A coalition of industry groups is urging Congress to act quickly to maintain the GSE loan limit at $729,750, saying the pending expiration is hurting both home sales and application volume.

The loan limit will drop to $625,500 on Oct. 1 unless Congress passes an extension.

The coalition claims the approaching expiration has already halted some home sales and several large lenders have stopped accepting applications for higher balance loans. "Housing markets remain fragile and cannot handle a mortgage disruption like lower loan limits," according to a Sept. 6 letter to Congress.

Mortgage bankers, home builders, Realtors, appraisers, title companies, mayors and some banks support a two-year extension. But not all bank trade associations have joined the coalition. Opponents claim an extension isn't needed and the private sector will step in to fill a niche currently served by Fannie Mae, Freddie Mac and the Federal Housing Administration.

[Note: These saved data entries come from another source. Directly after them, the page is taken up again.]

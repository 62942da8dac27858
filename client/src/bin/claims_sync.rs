//! Fetch a claim listing, enrich user names, and print the result as JSON.
#![cfg_attr(not(any(test, doctest)), deny(clippy::unwrap_used))]
#![cfg_attr(not(any(test, doctest)), deny(clippy::expect_used))]

use std::ffi::OsString;
use std::io::{self, Write};
use std::sync::Arc;

use clap::Parser;
use claims_client::config::ClientSettings;
use claims_client::domain::ports::{ClaimListQuery, ClaimScope};
use claims_client::domain::{
    Claim, ClaimStore, ClaimStorePorts, Role, SessionIdentity, Summary, UserId,
};
use claims_client::outbound::http::{HttpGateway, HttpIdentity};
use color_eyre::eyre::{Result, WrapErr, eyre};
use ortho_config::OrthoConfig;
use reqwest::Url;
use serde::Serialize;
use tokio::runtime::Builder;
use tracing::{info, warn};
use tracing_subscriber::{EnvFilter, fmt};

/// `claims-sync` command arguments.
#[derive(Debug, Clone, Parser)]
#[command(
    name = "claims-sync",
    about = "Fetch expense claims for a caller and resolve user display names",
    version
)]
struct CliArgs {
    /// Caller's user id.
    #[arg(long = "user-id", value_name = "id")]
    user_id: String,
    /// Caller's role: employee, manager, finance or admin.
    #[arg(long, value_name = "role", default_value = "employee")]
    role: String,
    /// Caller's display name.
    #[arg(long, value_name = "name")]
    name: Option<String>,
    /// Caller's manager id.
    #[arg(long = "manager-id", value_name = "id")]
    manager_id: Option<String>,
    /// Listing to fetch: mine, team or finance.
    #[arg(long, value_name = "scope", default_value = "mine", value_parser = parse_scope)]
    scope: ClaimScope,
    /// Bearer token for the session.
    #[arg(long, env = "CLAIMS_CLIENT_TOKEN", hide_env_values = true)]
    token: Option<String>,
}

#[derive(Debug, Serialize)]
#[serde(rename_all = "camelCase")]
struct SyncOutput {
    claims: Vec<Claim>,
    summary: Summary,
    resolved_users: usize,
    unresolved_users: usize,
}

fn main() -> Result<()> {
    color_eyre::install()?;
    if let Err(e) = fmt()
        .with_env_filter(EnvFilter::from_default_env())
        .json()
        .try_init()
    {
        warn!(error = %e, "tracing init failed");
    }

    let runtime = Builder::new_current_thread()
        .enable_all()
        .build()
        .wrap_err("create Tokio runtime")?;
    runtime.block_on(async_main())
}

async fn async_main() -> Result<()> {
    let args = CliArgs::parse();
    let settings = ClientSettings::load_from_iter([OsString::from("claims-sync")])
        .map_err(|error| eyre!("load settings: {error}"))?;
    let session = session_identity(&args)?;

    let base_url = Url::parse(settings.base_url()).wrap_err("parse claims service URL")?;
    let identity = args
        .token
        .map_or_else(HttpIdentity::default, HttpIdentity::with_token);
    let gateway = Arc::new(
        HttpGateway::new(base_url, settings.request_timeout(), identity)
            .wrap_err("build HTTP client")?,
    );

    let store = ClaimStore::new(
        session,
        ClaimStorePorts::new(gateway.clone(), gateway),
        settings.store_settings(),
    );
    let ticket = store
        .fetch_claims(args.scope, &ClaimListQuery::default())
        .await
        .wrap_err("fetch claims")?;
    let report = ticket.wait().await;
    if let Err(error) = store.refresh_summary().await {
        warn!(%error, "summary refresh failed; keeping listing figures");
    }
    info!(
        claims = store.claims().len(),
        resolved = report.resolved,
        "claims synchronised"
    );

    let output = SyncOutput {
        claims: store.claims(),
        summary: store.summary(),
        resolved_users: report.resolved,
        unresolved_users: report.unresolved,
    };
    let mut stdout = io::stdout().lock();
    serde_json::to_writer_pretty(&mut stdout, &output).wrap_err("write output")?;
    writeln!(stdout).wrap_err("write output")?;
    Ok(())
}

fn session_identity(args: &CliArgs) -> Result<SessionIdentity> {
    let id = UserId::new(args.user_id.as_str()).wrap_err("invalid --user-id")?;
    let mut session = SessionIdentity::new(id, Role::parse_lenient(&args.role));
    if let Some(name) = args.name.as_deref() {
        session = session.with_name(name);
    }
    if let Some(manager_id) = args.manager_id.as_deref() {
        let manager_id = UserId::new(manager_id).wrap_err("invalid --manager-id")?;
        session = session.with_manager(manager_id);
    }
    Ok(session)
}

fn parse_scope(raw: &str) -> Result<ClaimScope, String> {
    match raw.trim().to_ascii_lowercase().as_str() {
        "mine" => Ok(ClaimScope::Mine),
        "team" => Ok(ClaimScope::Team),
        "finance" => Ok(ClaimScope::Finance),
        other => Err(format!("unknown scope `{other}`; expected mine, team or finance")),
    }
}
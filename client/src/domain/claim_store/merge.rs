//! Merge rules for writing resolved names and re-fetched records.
//!
//! Every function here is monotonic: a resolved name is never replaced by
//! the sentinel and a reference id is never replaced. Applying the same
//! resolutions in any order, any number of times, yields the same claims.

use crate::domain::claim::{Claim, ClaimField, ClaimId};
use crate::domain::user::UserRef;

const FIELDS: [ClaimField; 2] = [ClaimField::CreatedBy, ClaimField::Manager];

/// Write `resolved` into `slot` when the ids match and the name is real.
///
/// Returns whether the slot changed.
pub(crate) fn apply_resolution(slot: &mut Option<UserRef>, resolved: &UserRef) -> bool {
    let Some(current) = slot.as_mut() else {
        return false;
    };
    if current.id != resolved.id || !resolved.is_resolved() {
        return false;
    }

    let email = resolved.email.clone().or_else(|| current.email.clone());
    if current.name == resolved.name && current.email == email {
        return false;
    }
    current.name.clone_from(&resolved.name);
    current.email = email;
    true
}

/// Write `resolved` into every matching reference of `claim`.
pub(crate) fn apply_to_claim(claim: &mut Claim, resolved: &UserRef) -> bool {
    FIELDS
        .iter()
        .fold(false, |changed, field| {
            apply_resolution(claim.user_slot_mut(*field), resolved) || changed
        })
}

/// Keep what `previous` already knew about the same claim.
///
/// Resolved names for the same reference id carry over, and a reference the
/// incoming record omits is kept rather than erased.
pub(crate) fn carry_forward(previous: &Claim, mut incoming: Claim) -> Claim {
    for field in FIELDS {
        let Some(known) = previous.user(field) else {
            continue;
        };
        let slot = incoming.user_slot_mut(field);
        if slot.is_none() {
            *slot = Some(known.clone());
        } else {
            apply_resolution(slot, known);
        }
    }
    incoming
}

/// Replace the claim with the same id, or append it.
pub(crate) fn upsert(claims: &mut Vec<Claim>, incoming: Claim) -> Claim {
    match claims
        .iter_mut()
        .find(|existing| existing.id.is_some() && existing.id == incoming.id)
    {
        Some(existing) => {
            let merged = carry_forward(existing, incoming);
            *existing = merged.clone();
            merged
        }
        None => {
            claims.push(incoming.clone());
            incoming
        }
    }
}

/// Replace the whole collection with `incoming`, carrying forward names.
pub(crate) fn replace_all(claims: &mut Vec<Claim>, incoming: Vec<Claim>) {
    let merged = incoming
        .into_iter()
        .map(|claim| {
            match claims
                .iter()
                .find(|existing| existing.id.is_some() && existing.id == claim.id)
            {
                Some(existing) => carry_forward(existing, claim),
                None => claim,
            }
        })
        .collect();
    *claims = merged;
}

/// Remove the claim with `id`. Returns whether one was removed.
pub(crate) fn remove(claims: &mut Vec<Claim>, id: &ClaimId) -> bool {
    let before = claims.len();
    claims.retain(|claim| claim.id.as_ref() != Some(id));
    claims.len() != before
}
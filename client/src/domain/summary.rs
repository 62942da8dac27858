//! Claim limit usage and its reconciliation from partial payloads.
//!
//! The upstream service reports limit usage under several layouts and name
//! families, often with only one or two of the three figures present. All
//! families are treated as equally valid; none is canonical.

use serde::{Deserialize, Serialize};
use serde_json::{Map, Value};

use super::raw::first_number;

const WRAPPER_KEYS: &[&str] = &["limit", "claimLimit"];

const LIMIT_IN_WRAPPER: &[&str] = &["effectiveClaimLimit", "limit", "total", "amount", "max"];
const LIMIT_AT_ROOT: &[&str] = &["effectiveClaimLimit", "limit", "total"];
const USED_IN_WRAPPER: &[&str] = &["usedClaimAmount", "used", "usedAmount", "consumed"];
const USED_AT_ROOT: &[&str] = &["usedClaimAmount", "used", "usedAmount"];
const REMAINING_IN_WRAPPER: &[&str] = &["remainingClaimLimit", "remaining"];
const REMAINING_AT_ROOT: &[&str] = &["remainingClaimLimit", "remaining"];

/// Limit usage for the signed-in caller.
#[derive(Debug, Clone, Copy, Default, PartialEq, Serialize, Deserialize)]
pub struct Summary {
    /// Effective claim limit.
    pub limit: f64,
    /// Amount already committed by submitted or approved claims.
    pub used: f64,
    /// Headroom left before the limit is reached.
    pub remaining: f64,
}

impl Summary {
    /// Build a summary from explicit figures.
    pub fn new(limit: f64, used: f64, remaining: f64) -> Self {
        Self {
            limit,
            used,
            remaining,
        }
    }
}

/// Figures a single payload actually carried.
#[derive(Debug, Default)]
struct Observed {
    limit: Option<f64>,
    used: Option<f64>,
    remaining: Option<f64>,
}

impl Observed {
    fn from_payload(payload: &Value) -> Self {
        let roots = roots(payload);
        let wrappers: Vec<&Map<String, Value>> = roots
            .iter()
            .flat_map(|root| WRAPPER_KEYS.iter().filter_map(|key| root.get(*key)))
            .filter_map(Value::as_object)
            .collect();

        let lookup = |in_wrapper: &[&str], at_root: &[&str]| {
            wrappers
                .iter()
                .find_map(|wrapper| first_number(wrapper, in_wrapper))
                .or_else(|| roots.iter().find_map(|root| first_number(root, at_root)))
        };

        Self {
            limit: lookup(LIMIT_IN_WRAPPER, LIMIT_AT_ROOT),
            used: lookup(USED_IN_WRAPPER, USED_AT_ROOT),
            remaining: lookup(REMAINING_IN_WRAPPER, REMAINING_AT_ROOT),
        }
    }

    fn is_empty(&self) -> bool {
        self.limit.is_none() && self.used.is_none() && self.remaining.is_none()
    }

    /// Fill the one missing figure when the other two are known.
    fn derive_missing(self) -> Self {
        match (self.limit, self.used, self.remaining) {
            (Some(limit), Some(used), None) => Self {
                remaining: Some(limit - used),
                ..self
            },
            (Some(limit), None, Some(remaining)) => Self {
                used: Some(limit - remaining),
                ..self
            },
            (None, Some(used), Some(remaining)) => Self {
                limit: Some(used + remaining),
                ..self
            },
            _ => self,
        }
    }
}

/// The payload itself, then its `data` envelope.
fn roots(payload: &Value) -> Vec<&Map<String, Value>> {
    let Some(root) = payload.as_object() else {
        return Vec::new();
    };
    let mut roots = vec![root];
    if let Some(Value::Object(data)) = root.get("data") {
        roots.push(data);
    }
    roots
}

/// Reconcile `current` with whatever figures `payload` carries.
///
/// Each figure is taken from a nested wrapper first, then the root, then
/// derived from the other two payload figures, and finally kept from
/// `current`. A payload with no recognised figure leaves `current` as-is.
///
/// # Examples
/// ```
/// use claims_client::domain::{Summary, reconcile};
/// use serde_json::json;
///
/// let next = reconcile(&Summary::default(), &json!({ "limit": { "total": 1000 }, "used": 400 }));
/// assert_eq!(next, Summary::new(1000.0, 400.0, 600.0));
/// ```
pub fn reconcile(current: &Summary, payload: &Value) -> Summary {
    let observed = Observed::from_payload(payload);
    if observed.is_empty() {
        return *current;
    }

    let observed = observed.derive_missing();
    Summary {
        limit: observed.limit.unwrap_or(current.limit),
        used: observed.used.unwrap_or(current.used),
        remaining: observed.remaining.unwrap_or(current.remaining),
    }
}

#[cfg(test)]
mod tests {
    use rstest::rstest;
    use serde_json::json;

    use super::*;

    #[rstest]
    #[case::wrapper_and_root(json!({ "limit": { "total": 1000 }, "used": 400 }), Summary::new(1000.0, 400.0, 600.0))]
    #[case::data_envelope(
        json!({ "data": { "effectiveClaimLimit": 500, "remainingClaimLimit": 120 } }),
        Summary::new(500.0, 380.0, 120.0)
    )]
    #[case::claim_limit_wrapper(
        json!({ "claimLimit": { "max": "800", "consumed": "300", "remaining": 500 } }),
        Summary::new(800.0, 300.0, 500.0)
    )]
    #[case::limit_from_used_and_remaining(
        json!({ "usedAmount": 250, "remaining": 750 }),
        Summary::new(1000.0, 250.0, 750.0)
    )]
    #[case::wrapper_under_data(
        json!({ "data": { "limit": { "amount": 900, "used": 100 } } }),
        Summary::new(900.0, 100.0, 800.0)
    )]
    fn reconciles_payload_layouts(#[case] payload: Value, #[case] expected: Summary) {
        assert_eq!(reconcile(&Summary::default(), &payload), expected);
    }

    #[test]
    fn missing_figures_keep_previous_values() {
        let current = Summary::new(1000.0, 400.0, 600.0);
        let next = reconcile(&current, &json!({ "usedClaimAmount": 450 }));
        assert_eq!(next, Summary::new(1000.0, 450.0, 600.0));
    }

    #[rstest]
    #[case::no_figures(json!({ "claims": [] }))]
    #[case::non_numeric(json!({ "limit": "lots", "used": null }))]
    #[case::not_an_object(json!([1, 2, 3]))]
    fn payloads_without_figures_change_nothing(#[case] payload: Value) {
        let current = Summary::new(1000.0, 400.0, 600.0);
        assert_eq!(reconcile(&current, &payload), current);
    }

    #[test]
    fn wrapper_figures_win_over_root_figures() {
        let payload = json!({ "limit": { "total": 2000 }, "total": 10, "used": 0 });
        assert_eq!(reconcile(&Summary::default(), &payload).limit, 2000.0);
    }

    #[test]
    fn a_bare_numeric_limit_counts_as_a_root_figure() {
        let payload = json!({ "limit": 1500, "used": 500 });
        assert_eq!(
            reconcile(&Summary::default(), &payload),
            Summary::new(1500.0, 500.0, 1000.0)
        );
    }
}
//! Reqwest-backed adapter for the claims service REST API.
//!
//! This adapter owns transport details only: URL construction, credentials,
//! timeout and HTTP error mapping, and envelope unwrapping. Records are
//! handed to the domain as raw JSON.

use std::time::Duration;

use async_trait::async_trait;
use reqwest::{Client, Method, RequestBuilder, StatusCode, Url};
use serde_json::{Value, json};
use zeroize::Zeroizing;

use super::dto;
use crate::domain::claim::{ClaimDraft, ClaimId, ClaimPatch, ClaimTransition};
use crate::domain::ports::{
    ClaimListQuery, ClaimScope, ClaimsGateway, GatewayError, RawClaimList, RawClaimRecord,
    UserDirectory,
};
use crate::domain::user::UserId;

const DEFAULT_USER_AGENT: &str = "claims-client/0.1";
const API_PREFIX: &str = "api";

/// Outbound identity sent with every request.
pub struct HttpIdentity {
    /// HTTP user-agent sent to the service.
    pub user_agent: String,
    /// Bearer token for the session, if any.
    pub bearer_token: Option<Zeroizing<String>>,
}

impl Default for HttpIdentity {
    fn default() -> Self {
        Self {
            user_agent: DEFAULT_USER_AGENT.to_owned(),
            bearer_token: None,
        }
    }
}

impl HttpIdentity {
    /// Identity carrying `token` as the bearer credential.
    pub fn with_token(token: impl Into<String>) -> Self {
        Self {
            bearer_token: Some(Zeroizing::new(token.into())),
            ..Self::default()
        }
    }
}

/// Claims service adapter implementing both outbound ports.
pub struct HttpGateway {
    client: Client,
    base_url: Url,
    user_agent: String,
    bearer_token: Option<Zeroizing<String>>,
}

impl HttpGateway {
    /// Build an adapter using a reqwest client with an explicit request timeout.
    ///
    /// # Errors
    ///
    /// Returns an error when the reqwest client cannot be constructed.
    pub fn new(
        base_url: Url,
        timeout: Duration,
        identity: HttpIdentity,
    ) -> Result<Self, reqwest::Error> {
        let client = Client::builder().timeout(timeout).build()?;
        Ok(Self {
            client,
            base_url,
            user_agent: identity.user_agent,
            bearer_token: identity.bearer_token,
        })
    }

    fn endpoint(&self, segments: &[&str]) -> Result<Url, GatewayError> {
        let mut url = self.base_url.clone();
        url.path_segments_mut()
            .map_err(|()| GatewayError::invalid_request("base URL cannot carry a path"))?
            .pop_if_empty()
            .push(API_PREFIX)
            .extend(segments);
        Ok(url)
    }

    fn request(&self, method: Method, segments: &[&str]) -> Result<RequestBuilder, GatewayError> {
        let url = self.endpoint(segments)?;
        let request = self
            .client
            .request(method, url)
            .header(reqwest::header::USER_AGENT, self.user_agent.as_str())
            .header(reqwest::header::ACCEPT, "application/json");
        Ok(match self.bearer_token.as_deref() {
            Some(token) => request.bearer_auth(token),
            None => request,
        })
    }

    async fn send(&self, request: RequestBuilder) -> Result<Value, GatewayError> {
        let response = request.send().await.map_err(map_transport_error)?;
        let status = response.status();
        let body = response.bytes().await.map_err(map_transport_error)?;
        if !status.is_success() {
            return Err(map_status_error(status, body.as_ref()));
        }
        parse_body(body.as_ref())
    }

    async fn claim_record(&self, request: RequestBuilder) -> Result<RawClaimRecord, GatewayError> {
        let body = self.send(request).await?;
        dto::claim_record(body).map_err(GatewayError::decode)
    }
}

#[async_trait]
impl ClaimsGateway for HttpGateway {
    async fn fetch_claim_list(
        &self,
        scope: ClaimScope,
        query: &ClaimListQuery,
    ) -> Result<RawClaimList, GatewayError> {
        let request = self
            .request(Method::GET, &["claims", scope.segment()])?
            .query(&list_params(query));
        let body = self.send(request).await?;
        dto::claim_list(body).map_err(GatewayError::decode)
    }

    async fn fetch_claim_detail(&self, id: &ClaimId) -> Result<Value, GatewayError> {
        let request = self.request(Method::GET, &["claims", id.as_ref()])?;
        let body = self.send(request).await?;
        dto::claim_detail(body).map_err(GatewayError::decode)
    }

    async fn create_claim(&self, draft: &ClaimDraft) -> Result<RawClaimRecord, GatewayError> {
        let request = self
            .request(Method::POST, &["claims"])?
            .json(&with_draft_status(draft)?);
        self.claim_record(request).await
    }

    async fn update_claim(
        &self,
        id: &ClaimId,
        patch: &ClaimPatch,
    ) -> Result<RawClaimRecord, GatewayError> {
        let request = self
            .request(Method::PATCH, &["claims", id.as_ref()])?
            .json(&with_draft_status(patch)?);
        self.claim_record(request).await
    }

    async fn submit_claim(&self, id: &ClaimId) -> Result<RawClaimRecord, GatewayError> {
        let request = self.request(Method::PUT, &["claims", id.as_ref(), "submit"])?;
        self.claim_record(request).await
    }

    async fn transition_claim(
        &self,
        id: &ClaimId,
        transition: &ClaimTransition,
    ) -> Result<RawClaimRecord, GatewayError> {
        let body = transition
            .reason()
            .map_or_else(|| json!({}), |reason| json!({ "reason": reason }));
        let request = self
            .request(Method::PUT, &["claims", id.as_ref(), transition.action()])?
            .json(&body);
        self.claim_record(request).await
    }

    async fn delete_claim(&self, id: &ClaimId) -> Result<(), GatewayError> {
        let request = self.request(Method::DELETE, &["claims", id.as_ref()])?;
        self.send(request).await.map(drop)
    }
}

#[async_trait]
impl UserDirectory for HttpGateway {
    async fn fetch_user(&self, id: &UserId) -> Result<Value, GatewayError> {
        let request = self.request(Method::GET, &["users", id.as_ref()])?;
        let body = self.send(request).await?;
        dto::user_record(body, "user")
            .ok_or_else(|| GatewayError::not_found(format!("user {id}")))
    }

    async fn fetch_manager_of(&self, employee: &UserId) -> Result<Option<Value>, GatewayError> {
        let request = self.request(Method::GET, &["users", employee.as_ref(), "manager"])?;
        let body = self.send(request).await?;
        Ok(dto::user_record(body, "manager"))
    }

    async fn fetch_managers_batch(&self) -> Result<Vec<Value>, GatewayError> {
        let request = self.request(Method::GET, &["users", "managers"])?;
        let body = self.send(request).await?;
        dto::record_list(body, &["managers", "users"]).map_err(GatewayError::decode)
    }

    async fn fetch_user_summary(&self, user: &UserId) -> Result<Value, GatewayError> {
        let request = self.request(Method::GET, &["users", user.as_ref(), "claim-limit"])?;
        self.send(request).await
    }

    async fn fetch_summary_list(&self) -> Result<Vec<Value>, GatewayError> {
        let request = self.request(Method::GET, &["users", "claim-limits"])?;
        let body = self.send(request).await?;
        dto::record_list(body, &["limits", "users"]).map_err(GatewayError::decode)
    }
}

fn list_params(query: &ClaimListQuery) -> Vec<(&'static str, String)> {
    let mut params = Vec::new();
    if let Some(page) = query.page {
        params.push(("page", page.to_string()));
    }
    if let Some(limit) = query.limit {
        params.push(("limit", limit.to_string()));
    }
    if let Some(sort_by) = query.sort_by.as_deref().filter(|field| !field.trim().is_empty()) {
        params.push(("sortBy", sort_by.to_owned()));
    }
    if let Some(direction) = query.sort_dir {
        params.push(("sortDir", direction.as_str().to_owned()));
    }
    if let Some(status) = query.status {
        params.push(("status", status.as_str().to_owned()));
    }
    params
}

/// Serialise a draft or patch body; the service keeps edited claims as drafts.
fn with_draft_status<T: serde::Serialize>(body: &T) -> Result<Value, GatewayError> {
    let mut value = serde_json::to_value(body).map_err(|error| {
        GatewayError::invalid_request(format!("claim body cannot be encoded: {error}"))
    })?;
    if let Value::Object(fields) = &mut value {
        fields.insert("status".to_owned(), Value::String("draft".to_owned()));
    }
    Ok(value)
}

fn parse_body(body: &[u8]) -> Result<Value, GatewayError> {
    if body.iter().all(u8::is_ascii_whitespace) {
        return Ok(Value::Null);
    }
    serde_json::from_slice(body).map_err(|error| {
        GatewayError::decode(format!("invalid claims service JSON payload: {error}"))
    })
}

fn map_transport_error(error: reqwest::Error) -> GatewayError {
    if error.is_timeout() {
        GatewayError::timeout(error.to_string())
    } else {
        GatewayError::transport(error.to_string())
    }
}

fn map_status_error(status: StatusCode, body: &[u8]) -> GatewayError {
    let body_preview = body_preview(body);
    let message = if body_preview.is_empty() {
        format!("status {}", status.as_u16())
    } else {
        format!("status {}: {}", status.as_u16(), body_preview)
    };

    match status {
        StatusCode::UNAUTHORIZED => GatewayError::unauthorized(message),
        StatusCode::FORBIDDEN => GatewayError::forbidden(message),
        StatusCode::NOT_FOUND => GatewayError::not_found(message),
        StatusCode::TOO_MANY_REQUESTS => GatewayError::rate_limited(message),
        StatusCode::REQUEST_TIMEOUT | StatusCode::GATEWAY_TIMEOUT => GatewayError::timeout(message),
        _ if status.is_client_error() => GatewayError::invalid_request(message),
        _ => GatewayError::transport(message),
    }
}

fn body_preview(body: &[u8]) -> String {
    const PREVIEW_CHAR_LIMIT: usize = 160;

    let compact = String::from_utf8_lossy(body)
        .split_whitespace()
        .collect::<Vec<_>>()
        .join(" ");
    let preview = compact.chars().take(PREVIEW_CHAR_LIMIT).collect::<String>();
    if compact.chars().count() > PREVIEW_CHAR_LIMIT {
        format!("{preview}...")
    } else {
        preview
    }
}
//! Per-pass memoisation of batch and delegate fetches.

use std::collections::HashMap;
use std::future::Future;
use std::hash::Hash;
use std::sync::{Arc, Mutex, PoisonError};

use tokio::sync::OnceCell;
use uuid::Uuid;

use crate::domain::claim::ClaimId;
use crate::domain::user::UserId;

type Cells<K> = Mutex<HashMap<K, Arc<OnceCell<()>>>>;

/// One enrichment pass.
///
/// Every batch or delegate fetch runs at most once per pass, however many
/// references ask for it; concurrent askers wait for the first fetch.
#[derive(Debug, Default)]
pub struct EnrichmentPass {
    id: Uuid,
    managers: OnceCell<()>,
    manager_of: Cells<UserId>,
    claim_details: Cells<ClaimId>,
}

impl EnrichmentPass {
    /// Start a new pass with a fresh correlation id.
    pub fn new() -> Self {
        Self {
            id: Uuid::new_v4(),
            ..Self::default()
        }
    }

    /// Correlation id used in logs.
    pub fn id(&self) -> Uuid {
        self.id
    }

    pub(crate) async fn once_managers<F, Fut>(&self, load: F)
    where
        F: FnOnce() -> Fut,
        Fut: Future<Output = ()>,
    {
        self.managers.get_or_init(load).await;
    }

    pub(crate) async fn once_manager_of<F, Fut>(&self, employee: &UserId, load: F)
    where
        F: FnOnce() -> Fut,
        Fut: Future<Output = ()>,
    {
        cell(&self.manager_of, employee).get_or_init(load).await;
    }

    pub(crate) async fn once_claim_detail<F, Fut>(&self, claim: &ClaimId, load: F)
    where
        F: FnOnce() -> Fut,
        Fut: Future<Output = ()>,
    {
        cell(&self.claim_details, claim).get_or_init(load).await;
    }
}

fn cell<K>(cells: &Cells<K>, key: &K) -> Arc<OnceCell<()>>
where
    K: Eq + Hash + Clone,
{
    cells
        .lock()
        .unwrap_or_else(PoisonError::into_inner)
        .entry(key.clone())
        .or_default()
        .clone()
}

In 2010, lenders originated $30 billion of loans with balances of greater than $625,500 and up to $729,750, representing about 2% of industry-wide originations.

Supporters of an extension are concerned that private conduits, megabanks and regional depositories that want to portfolio jumbo loans will not fill the gap.

Senators Robert Menendez, D-N.J., Diane Feinstein, D-Calif., and Johnny Isakson, R-Ga., have introduced a bill (S. 1508) to extend the $729,750 loan limit extension for two more years.

Reps. John Campbell, R-Calif., and Gary Ackerman, D-N.Y., have introduced similar legislation (H.R. 2508) in the House.